In the following video, Chrenko filmed himself releasing the rare find back into the waters. At 23 inches, the fish was well within Michigan’s limits for smallmouth bass. However, this angler recognized just how special the fish was and knew he had to release it back into the water.

“Up until I caught this guy, I didn’t even know they existed,” Chrenko wrote on Facebook. “For someone that lives and breathes fishing for smallmouth, this is one I’ll remember my entire life.

“I can only imagine that this little guy had to overcome crazy odds to survive the first couple years of his life from predation,” he continued. “Being neon orange would make for a tough life as a small freshwater fish where pretty much everything is earth tones.”

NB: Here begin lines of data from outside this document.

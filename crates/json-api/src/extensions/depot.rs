//! Depot helper extensions.

use std::any::{Any, type_name};

use salvo::prelude::{Depot, StatusError};
use tracing::error;

pub(crate) trait DepotExt {
    /// Injected value of type `T`, or a logged internal server error.
    fn obtain_or_500<T: Any + Send + Sync>(&self) -> Result<&T, StatusError>;
}

impl DepotExt for Depot {
    fn obtain_or_500<T: Any + Send + Sync>(&self) -> Result<&T, StatusError> {
        self.obtain::<T>().map_err(|_missing| {
            error!("{} missing from depot", type_name::<T>());

            StatusError::internal_server_error()
        })
    }
}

Indiana Ecologist Confirms Smallmouth Bass Has Xanthochromism

Along with the fish’s golden scales, the fish also had bright orange eyes. This was indication that the smallmouth bass truly did have xanthochromism, according to Chrenko’s ecologist friend who works for the State of Indiana. Similar to albinism and melanism, the condition is a genetic mutation that affects the color of the fish (or other animal). Instead of appearing bright white or jet black, though, this fish’s body produced yellowish hues that replaced the typical red hues, causing the golden color to appear.

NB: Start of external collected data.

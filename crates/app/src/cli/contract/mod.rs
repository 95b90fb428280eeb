use clap::{Args, Subcommand};

mod render;

#[derive(Debug, Args)]
pub(crate) struct ContractCommand {
    #[command(subcommand)]
    command: ContractSubcommand,
}

#[derive(Debug, Subcommand)]
enum ContractSubcommand {
    Render(render::RenderContractArgs),
}

pub(crate) async fn run(command: ContractCommand) -> Result<(), String> {
    match command.command {
        ContractSubcommand::Render(args) => render::run(args).await,
    }
}
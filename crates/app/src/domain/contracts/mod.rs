//! Contracts

pub mod document;
pub mod errors;
mod format;

pub use document::{ContractDocument, render_contract};
pub use errors::ContractsError;
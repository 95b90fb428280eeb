//! Observability setup and request logging middleware.

use thiserror::Error;

mod init;
mod metrics;
mod request;
mod settings;

pub(crate) use init::init;
pub(crate) use metrics::metrics_handler;
pub(crate) use request::request_logging;

/// Errors raised while initialising observability.
#[derive(Debug, Error)]
pub(crate) enum ObservabilityError {
    /// Failed to initialise tracing subscriber.
    #[error("failed to initialise tracing subscriber: {0}")]
    TracingSubscriber(#[from] tracing_subscriber::util::TryInitError),
}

“There must be something in the gene pool,” Chrenko later noted to Premier Angler.

Another knowledgeable friend of the angler’s (this time a biologist) confirmed that “in nature, there’s about a 1-in-10,000 chance of even being born” with the orange-hued condition.

Naturally, this impressed Chrenko, considering how relatively large this smallmouth bass had become.

“This fish had to be resilient,” he said.

Even without the confirmation from his expert friends, Chrenko knew from his years of experience fishing on the Muskegon how rare this find was.

“I’m well connected in the smallmouth community and never saw anything quite like this,” Chrenko said.